CompareImages
: Plot 2 images to compare them#
A widget dedicated to compare 2 images.
CompareImages
class#
- class CompareImages(parent=None, backend=None)[source]#
Widget providing tools to compare 2 images.
- Parameters:
parent (Union[qt.QWidget,None]) – Parent of this widget.
backend (str or
BackendBase.BackendBase
) – The backend to use, in: ‘matplotlib’ (default), ‘mpl’, ‘opengl’, ‘gl’, ‘none’ or aBackendBase.BackendBase
class
- class VisualizationMode(value, names=<not given>, *values, module=None, qualname=None, type=None, start=1, boundary=None)#
Enum for each visualization mode available.
- class AlignmentMode(value, names=<not given>, *values, module=None, qualname=None, type=None, start=1, boundary=None)#
Enum for each alignment mode available.
- sigConfigurationChanged#
Emitted when the configuration of the widget (visualization mode, alignment mode…) have changed.
- getPlot()[source]#
Returns the plot which is used to display the images.
- Return type:
silx.gui.plot.PlotWidget
- getRawPixelData(x, y)[source]#
Return the raw pixel of each image data from axes positions.
If the coordinate is outside of the image it returns None element in the tuple.
The pixel is reach from the raw data image without filter or transformation. But the coordinate x and y are in the reference of the current displayed mode.
- Parameters:
x (float) – X-coordinate of the pixel in the current displayed plot
y (float) – Y-coordinate of the pixel in the current displayed plot
- Returns:
A tuple of for each images containing pixel information. It could be a scalar value or an array in case of RGB/RGBA informations. It also could be a string containing information is some cases.
- Return type:
Tuple(Union[int,float,numpy.ndarray,str],Union[int,float,numpy.ndarray,str])

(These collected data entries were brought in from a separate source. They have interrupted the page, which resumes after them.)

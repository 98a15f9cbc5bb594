use axum::{
    extract::{Path, Query, State},
    Extension, Json,
};
use catalog_core::{ImageSet, ModelDescription};
use catalog_service::{ModelView, ProductCard};
use serde::Deserialize;

use crate::middleware::RequestId;

use super::{map_service_error, ApiError, ApiResponse, AppState};

#[derive(Debug, Deserialize)]
pub(super) struct DescriptionRequest {
    pub description: String,
    #[serde(default = "empty_details")]
    pub details: serde_json::Value,
}

fn empty_details() -> serde_json::Value {
    serde_json::Value::Object(serde_json::Map::new())
}

#[derive(Debug, Deserialize)]
pub(super) struct ImageSetQuery {
    pub level2: Option<String>,
}

pub(super) async fn get_model(
    State(state): State<AppState>,
    Extension(req_id): Extension<RequestId>,
    Path(level2): Path<String>,
) -> Result<Json<ApiResponse<ModelView>>, ApiError> {
    let view = state
        .catalog
        .get_model(&level2)
        .await
        .map_err(|e| map_service_error(req_id.0.clone(), &e))?;

    Ok(ApiResponse::new(view, req_id.0))
}

/// GET /api/v1/models/{level2}/variants
pub(super) async fn list_variants(
    State(state): State<AppState>,
    Extension(req_id): Extension<RequestId>,
    Path(level2): Path<String>,
) -> Result<Json<ApiResponse<Vec<ProductCard>>>, ApiError> {
    let variants = state
        .catalog
        .get_variants(&level2)
        .await
        .map_err(|e| map_service_error(req_id.0.clone(), &e))?;

    Ok(ApiResponse::new(variants, req_id.0))
}

/// PUT /api/v1/models/{level2}: stores the model description.
pub(super) async fn set_description(
    State(state): State<AppState>,
    Extension(req_id): Extension<RequestId>,
    Path(level2): Path<String>,
    Json(body): Json<DescriptionRequest>,
) -> Result<Json<ApiResponse<ModelDescription>>, ApiError> {
    let description = state
        .catalog
        .set_model_description(ModelDescription {
            level2,
            description: body.description,
            details: body.details,
        })
        .await
        .map_err(|e| map_service_error(req_id.0.clone(), &e))?;

    Ok(ApiResponse::new(description, req_id.0))
}

pub(super) async fn list_image_sets(
    State(state): State<AppState>,
    Extension(req_id): Extension<RequestId>,
    Query(query): Query<ImageSetQuery>,
) -> Result<Json<ApiResponse<Vec<ImageSet>>>, ApiError> {
    let sets = state
        .catalog
        .list_image_sets(query.level2.as_deref())
        .await
        .map_err(|e| map_service_error(req_id.0.clone(), &e))?;

    Ok(ApiResponse::new(sets, req_id.0))
}

/// PUT /api/v1/image-sets: creates or replaces one `(level2, color)` set.
pub(super) async fn put_image_set(
    State(state): State<AppState>,
    Extension(req_id): Extension<RequestId>,
    Json(body): Json<ImageSet>,
) -> Result<Json<ApiResponse<ImageSet>>, ApiError> {
    let set = state
        .catalog
        .put_image_set(body)
        .await
        .map_err(|e| map_service_error(req_id.0.clone(), &e))?;

    Ok(ApiResponse::new(set, req_id.0))
}
//! Durable SKU → price store.
//!
//! Two backends share one contract. The JSON backend keeps every price in
//! one object keyed by SKU and rewrites the whole file through a temp file
//! and an atomic rename, so readers never see a partial document. The redb
//! backend stores one row per SKU and commits each change in a single
//! transaction. Within the process, a read/write lock gives a single writer
//! and many readers either way.

mod error;
mod json_file;
mod redb_table;
mod store;

pub use error::PriceStoreError;
pub use json_file::read_price_file;
pub use store::{PriceMap, PriceStore};
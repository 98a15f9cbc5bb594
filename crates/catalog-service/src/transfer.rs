use std::collections::BTreeMap;

use catalog_core::{PriceUpdate, Product};
use catalog_db::DbError;
use catalog_sheets::{ExportedProduct, RowError, SheetFormat};
use serde::Serialize;
use sqlx::Acquire;

use crate::{Catalog, ServiceError};

/// Result of a spreadsheet import. Failed rows do not stop the batch.
#[derive(Debug, Clone, Default, PartialEq, Serialize)]
pub struct ImportReport {
    /// Products created.
    pub added: usize,
    /// Price facts written.
    pub prices_set: usize,
    pub errors: Vec<RowError>,
}

impl Catalog {
    /// Creates one product per valid row and stores the prices given
    /// alongside them.
    ///
    /// Rows with missing fields or a taken SKU are reported in
    /// [`ImportReport::errors`] and skipped. The inserts share one
    /// transaction that commits only after the prices are written, so a
    /// failure leaves neither products nor prices behind.
    ///
    /// # Errors
    ///
    /// [`ServiceError::Sheet`] if the file is unreadable or lacks a
    /// required column; a database or price store failure aborts the whole
    /// batch.
    pub async fn import_products(&self, bytes: &[u8]) -> Result<ImportReport, ServiceError> {
        let sheet = catalog_sheets::parse_products(bytes)?;
        let mut report = ImportReport {
            errors: sheet.errors,
            ..ImportReport::default()
        };
        let mut prices: BTreeMap<String, PriceUpdate> = BTreeMap::new();

        let mut tx = self.pool.begin().await?;
        for row in sheet.rows {
            let sku = row.product.sku.clone();
            // A failed insert poisons the enclosing transaction, so each row
            // gets its own savepoint.
            let mut savepoint = Acquire::begin(&mut *tx).await?;
            match catalog_db::create_product(&mut *savepoint, &row.product).await {
                Ok(_) => {
                    savepoint.commit().await?;
                    report.added += 1;
                    if let Some(price) = row.price {
                        prices.insert(sku, price);
                    }
                }
                Err(DbError::DuplicateSku(_)) => {
                    savepoint.rollback().await?;
                    report.errors.push(RowError {
                        row: row.row,
                        message: format!("a product with sku '{sku}' already exists"),
                        sku: Some(sku),
                    });
                }
                Err(e) => {
                    tracing::error!(row = row.row, sku = %sku, error = %e, "product import aborted");
                    return Err(e.into());
                }
            }
        }

        if !prices.is_empty() {
            report.prices_set = match self.prices.bulk_set(&prices).await {
                Ok(count) => count,
                Err(e) => {
                    tracing::error!(error = %e, "import prices not stored; rolling back products");
                    return Err(e.into());
                }
            };
        }
        if let Err(e) = tx.commit().await {
            tracing::error!(
                prices = report.prices_set,
                error = %e,
                "product import commit failed after prices were stored"
            );
            return Err(e.into());
        }

        report.errors.sort_by_key(|e| e.row);
        for error in &report.errors {
            tracing::warn!(row = error.row, message = %error.message, "product row rejected");
        }
        tracing::info!(
            added = report.added,
            prices = report.prices_set,
            failed = report.errors.len(),
            "product import finished"
        );
        Ok(report)
    }

    /// Stores every valid price row in one write. Rows naming an unknown
    /// SKU are reported and skipped.
    ///
    /// # Errors
    ///
    /// [`ServiceError::Sheet`] if the file is unreadable or lacks a
    /// required column, or a database or price store error.
    pub async fn import_prices(&self, bytes: &[u8]) -> Result<ImportReport, ServiceError> {
        let sheet = catalog_sheets::parse_prices(bytes)?;
        let mut report = ImportReport {
            errors: sheet.errors,
            ..ImportReport::default()
        };

        let unknown = self
            .unknown_skus(sheet.rows.iter().map(|r| r.sku.clone()).collect())
            .await?;
        let mut updates: BTreeMap<String, PriceUpdate> = BTreeMap::new();
        for row in sheet.rows {
            if unknown.contains(&row.sku) {
                report.errors.push(RowError {
                    row: row.row,
                    message: format!("no product with sku '{}'", row.sku),
                    sku: Some(row.sku),
                });
            } else {
                // A later row for the same SKU wins.
                updates.insert(row.sku, row.update);
            }
        }

        if !updates.is_empty() {
            report.prices_set = self.prices.bulk_set(&updates).await?;
        }
        report.errors.sort_by_key(|e| e.row);
        tracing::info!(
            prices = report.prices_set,
            failed = report.errors.len(),
            "price import finished"
        );
        Ok(report)
    }

    /// # Errors
    ///
    /// Returns a database, price store or encoding error.
    pub async fn export_products(&self, format: SheetFormat) -> Result<Vec<u8>, ServiceError> {
        let products: Vec<Product> = catalog_db::list_all_products(&self.pool)
            .await?
            .into_iter()
            .map(Into::into)
            .collect();
        let prices = self.prices.get_all().await?;
        let items: Vec<ExportedProduct<'_>> = products
            .iter()
            .map(|product| ExportedProduct {
                product,
                price: prices.get(&product.sku),
            })
            .collect();
        Ok(catalog_sheets::product_export(&items, format)?)
    }

    /// # Errors
    ///
    /// Returns a price store or encoding error.
    pub async fn export_prices(&self, format: SheetFormat) -> Result<Vec<u8>, ServiceError> {
        let prices = self.prices.get_all().await?;
        Ok(catalog_sheets::price_export(&prices, format)?)
    }
}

- setVisualizationMode(mode)[source]#
Set the visualization mode.
- Parameters:
mode (str) – New visualization to display the image comparison
- setAlignmentMode(mode)[source]#
Set the alignment mode.
- Parameters:
mode (str) – New alignement to apply to images
- setKeypointsVisible(isVisible)[source]#
Set keypoints visibility.
- Parameters:
isVisible (bool) – If True, keypoints are displayed (if some)
- setData(image1, image2, updateColormap='deprecated')[source]#
Set images to compare.
Images can contains floating-point or integer values, or RGB and RGBA values, but should have comparable intensities.

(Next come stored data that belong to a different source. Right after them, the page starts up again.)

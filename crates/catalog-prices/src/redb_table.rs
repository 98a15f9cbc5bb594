//! redb-backed price table: key = SKU, value = the fact as JSON.

use std::path::{Path, PathBuf};

use catalog_core::PriceFact;
use redb::{Database, ReadableDatabase, ReadableTable, TableDefinition};

use crate::{PriceMap, PriceStoreError};

const PRICES_TABLE: TableDefinition<&str, &[u8]> = TableDefinition::new("prices");

pub(crate) struct RedbPrices {
    db: Database,
    path: PathBuf,
}

impl std::fmt::Debug for RedbPrices {
    fn fmt(&self, f: &mut std::fmt::Formatter<'_>) -> std::fmt::Result {
        f.debug_struct("RedbPrices")
            .field("path", &self.path)
            .finish_non_exhaustive()
    }
}

impl RedbPrices {
    /// Opens or creates the database and makes sure the table exists.
    pub(crate) fn open(path: PathBuf) -> Result<Self, PriceStoreError> {
        if let Some(parent) = path.parent().filter(|p| !p.as_os_str().is_empty()) {
            std::fs::create_dir_all(parent).map_err(|source| PriceStoreError::Io {
                path: path.display().to_string(),
                source,
            })?;
        }
        let db = Database::create(&path).map_err(|e| database_error(&path, e))?;
        let store = Self { db, path };
        store.init()?;
        Ok(store)
    }

    #[cfg(test)]
    pub(crate) fn in_memory() -> Result<Self, PriceStoreError> {
        let path = PathBuf::from(":memory:");
        let db = Database::builder()
            .create_with_backend(redb::backends::InMemoryBackend::new())
            .map_err(|e| database_error(&path, e))?;
        let store = Self { db, path };
        store.init()?;
        Ok(store)
    }

    fn init(&self) -> Result<(), PriceStoreError> {
        let txn = self.db.begin_write().map_err(|e| self.error(e))?;
        {
            let _ = txn.open_table(PRICES_TABLE).map_err(|e| self.error(e))?;
        }
        txn.commit().map_err(|e| self.error(e))
    }

    pub(crate) fn path(&self) -> &Path {
        &self.path
    }

    pub(crate) fn load(&self) -> Result<PriceMap, PriceStoreError> {
        let txn = self.db.begin_read().map_err(|e| self.error(e))?;
        let table = txn.open_table(PRICES_TABLE).map_err(|e| self.error(e))?;

        let mut prices = PriceMap::new();
        for entry in table.iter().map_err(|e| self.error(e))? {
            let (key, value) = entry.map_err(|e| self.error(e))?;
            let sku = key.value().to_string();
            let fact: PriceFact = serde_json::from_slice(value.value()).map_err(|e| {
                tracing::error!(path = %self.path.display(), sku = %sku, error = %e, "stored price is corrupt");
                PriceStoreError::Corrupt {
                    path: format!("{}#{sku}", self.path.display()),
                    source: e,
                }
            })?;
            prices.insert(sku, fact);
        }
        Ok(prices)
    }

    /// Writes only the rows that differ between `before` and `after`, in one
    /// transaction. Nothing is visible to readers until commit.
    pub(crate) fn apply(&self, before: &PriceMap, after: &PriceMap) -> Result<(), PriceStoreError> {
        let txn = self.db.begin_write().map_err(|e| self.error(e))?;
        {
            let mut table = txn.open_table(PRICES_TABLE).map_err(|e| self.error(e))?;
            for sku in before.keys().filter(|sku| !after.contains_key(*sku)) {
                table.remove(sku.as_str()).map_err(|e| self.error(e))?;
            }
            for (sku, fact) in after {
                if before.get(sku) == Some(fact) {
                    continue;
                }
                let body = serde_json::to_vec(fact).map_err(PriceStoreError::Encode)?;
                table
                    .insert(sku.as_str(), body.as_slice())
                    .map_err(|e| self.error(e))?;
            }
        }
        txn.commit().map_err(|e| self.error(e))
    }

    fn error(&self, e: impl Into<redb::Error>) -> PriceStoreError {
        database_error(&self.path, e)
    }
}

fn database_error(path: &Path, e: impl Into<redb::Error>) -> PriceStoreError {
    let source = e.into();
    tracing::error!(path = %path.display(), error = %source, "price database operation failed");
    PriceStoreError::Database {
        path: path.display().to_string(),
        source: Box::new(source),
    }
}
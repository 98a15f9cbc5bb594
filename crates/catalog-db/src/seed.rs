use catalog_core::{CategorySeed, VariantFields};
use sqlx::PgPool;

use crate::descriptions::upsert_variant_fields;
use crate::DbError;

/// Upsert categories from the seed file, including variant field settings.
///
/// Returns the number of categories processed. All upserts run inside a
/// single transaction; if any operation fails the whole batch is rolled back.
///
/// # Errors
///
/// Returns [`DbError::Sqlx`] if any database operation fails.
pub async fn seed_categories(pool: &PgPool, categories: &[CategorySeed]) -> Result<usize, DbError> {
    let mut tx = pool.begin().await?;
    let mut count = 0usize;

    for seed in categories {
        sqlx::query(
            "INSERT INTO categories (level0, level1, level2, description, icon) \
             VALUES ($1, $2, $3, $4, $5) \
             ON CONFLICT (level0, COALESCE(level1, ''), COALESCE(level2, '')) DO UPDATE SET \
                 description = COALESCE(EXCLUDED.description, categories.description), \
                 icon        = COALESCE(EXCLUDED.icon, categories.icon), \
                 updated_at  = NOW()",
        )
        .bind(&seed.path.level0)
        .bind(&seed.path.level1)
        .bind(&seed.path.level2)
        .bind(&seed.description)
        .bind(&seed.icon)
        .execute(&mut *tx)
        .await?;

        if !seed.variant_fields.is_empty() {
            upsert_variant_fields(
                &mut *tx,
                &VariantFields {
                    level0: seed.path.level0.clone(),
                    fields: seed.variant_fields.clone(),
                },
            )
            .await?;
        }

        count += 1;
    }

    tx.commit().await?;
    Ok(count)
}
//! Client for the external price feed and the pure planning step that turns
//! a feed response into price-store updates.

mod client;
mod error;
mod plan;

pub use client::{FeedItem, PriceFeedClient};
pub use error::FeedError;
pub use plan::{plan_feed_updates, FeedPlan, PriceChange, SyncReport};
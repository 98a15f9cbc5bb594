use axum::{extract::State, http::StatusCode, Extension, Json};
use catalog_core::{CategoryNode, CategorySeed};
use catalog_service::RenameReport;
use serde::Deserialize;

use crate::middleware::RequestId;

use super::{map_service_error, ApiError, ApiResponse, AppState};

#[derive(Debug, Deserialize)]
pub(super) struct RenameRequest {
    pub old_name: String,
    pub new_name: String,
}

/// GET /api/v1/categories: the level0/level1/level2 tree with product counts.
pub(super) async fn category_tree(
    State(state): State<AppState>,
    Extension(req_id): Extension<RequestId>,
) -> Result<Json<ApiResponse<Vec<CategoryNode>>>, ApiError> {
    let tree = state
        .catalog
        .category_tree()
        .await
        .map_err(|e| map_service_error(req_id.0.clone(), &e))?;

    Ok(ApiResponse::new(tree, req_id.0))
}

pub(super) async fn create_category(
    State(state): State<AppState>,
    Extension(req_id): Extension<RequestId>,
    Json(body): Json<CategorySeed>,
) -> Result<(StatusCode, Json<ApiResponse<CategorySeed>>), ApiError> {
    let created = state
        .catalog
        .create_category(body)
        .await
        .map_err(|e| map_service_error(req_id.0.clone(), &e))?;

    Ok((StatusCode::CREATED, ApiResponse::new(created, req_id.0)))
}

/// POST /api/v1/categories/rename: renames a level0 across products,
/// categories and variant field settings.
pub(super) async fn rename_category(
    State(state): State<AppState>,
    Extension(req_id): Extension<RequestId>,
    Json(body): Json<RenameRequest>,
) -> Result<Json<ApiResponse<RenameReport>>, ApiError> {
    let report = state
        .catalog
        .rename_category(&body.old_name, &body.new_name)
        .await
        .map_err(|e| map_service_error(req_id.0.clone(), &e))?;

    Ok(ApiResponse::new(report, req_id.0))
}
use catalog_feed::{plan_feed_updates, PriceFeedClient, SyncReport};
use catalog_prices::PriceStoreError;

use crate::{Catalog, ServiceError};

impl Catalog {
    /// Pulls current prices for every tracked SKU from the feed.
    ///
    /// The feed is queried before the store is locked; any feed failure
    /// returns early with the stored prices untouched. The plan is then
    /// recomputed against the store contents under its write lock so a
    /// concurrent edit is not overwritten with a stale `old_price`.
    ///
    /// # Errors
    ///
    /// [`ServiceError::Feed`] for any feed failure, or a price store error.
    pub async fn sync_prices(
        &self,
        client: &PriceFeedClient,
        dry_run: bool,
    ) -> Result<SyncReport, ServiceError> {
        let tracked = self.prices.list_tracked().await?;
        let feed = match client.fetch_prices(&tracked).await {
            Ok(feed) => feed,
            Err(e) => {
                tracing::error!(error = %e, tracked = tracked.len(), "price feed sync failed");
                return Err(e.into());
            }
        };

        if dry_run {
            let snapshot = self.prices.snapshot().await?;
            let mut report = plan_feed_updates(&snapshot, &tracked, &feed).report;
            report.dry_run = true;
            return Ok(report);
        }

        let default_currency = self.prices.default_currency().to_string();
        let report = self
            .prices
            .try_modify(|prices| {
                let plan = plan_feed_updates(prices, &tracked, &feed);
                for (sku, update) in &plan.updates {
                    let fact = update
                        .resolve(prices.get(sku), &default_currency)
                        .map_err(|e| PriceStoreError::Invalid {
                            sku: sku.clone(),
                            reason: e.to_string(),
                        })?;
                    prices.insert(sku.clone(), fact);
                }
                Ok(plan.report)
            })
            .await?;

        tracing::info!(
            requested = report.requested,
            updated = report.updated,
            unchanged = report.unchanged,
            not_found = report.not_found.len(),
            errors = report.errors.len(),
            "price feed sync finished"
        );
        Ok(report)
    }
}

RGB and RGBA images are provided as an array as [width,height,channels] of unsigned integer 8-bits or floating-points between 0.0 to 1.0.
- Parameters:
image1 (numpy.ndarray) – The first image
image2 (numpy.ndarray) – The second image
- setImage1(image1, updateColormap='deprecated')[source]#
Set image1 to be compared.
Images can contains floating-point or integer values, or RGB and RGBA values, but should have comparable intensities.
RGB and RGBA images are provided as an array as [width,height,channels] of unsigned integer 8-bits or floating-points between 0.0 to 1.0.
- Parameters:
image1 (numpy.ndarray) – The first image
- setImage2(image2, updateColormap='deprecated')[source]#
Set image2 to be compared.
Images can contains floating-point or integer values, or RGB and RGBA values, but should have comparable intensities.
RGB and RGBA images are provided as an array as [width,height,channels] of unsigned integer 8-bits or floating-points between 0.0 to 1.0.
- Parameters:
image2 (numpy.ndarray) – The second image
- getTransformation()[source]#
Returns the affine transformation applied to the second image to align it to the first image.
This result is only valid for sift alignment.
- Return type:
Union[None,AffineTransformation]
- resetZoom(dataMargins=None)[source]#
Reset the plot limits to the bounds of the data and redraw the plot.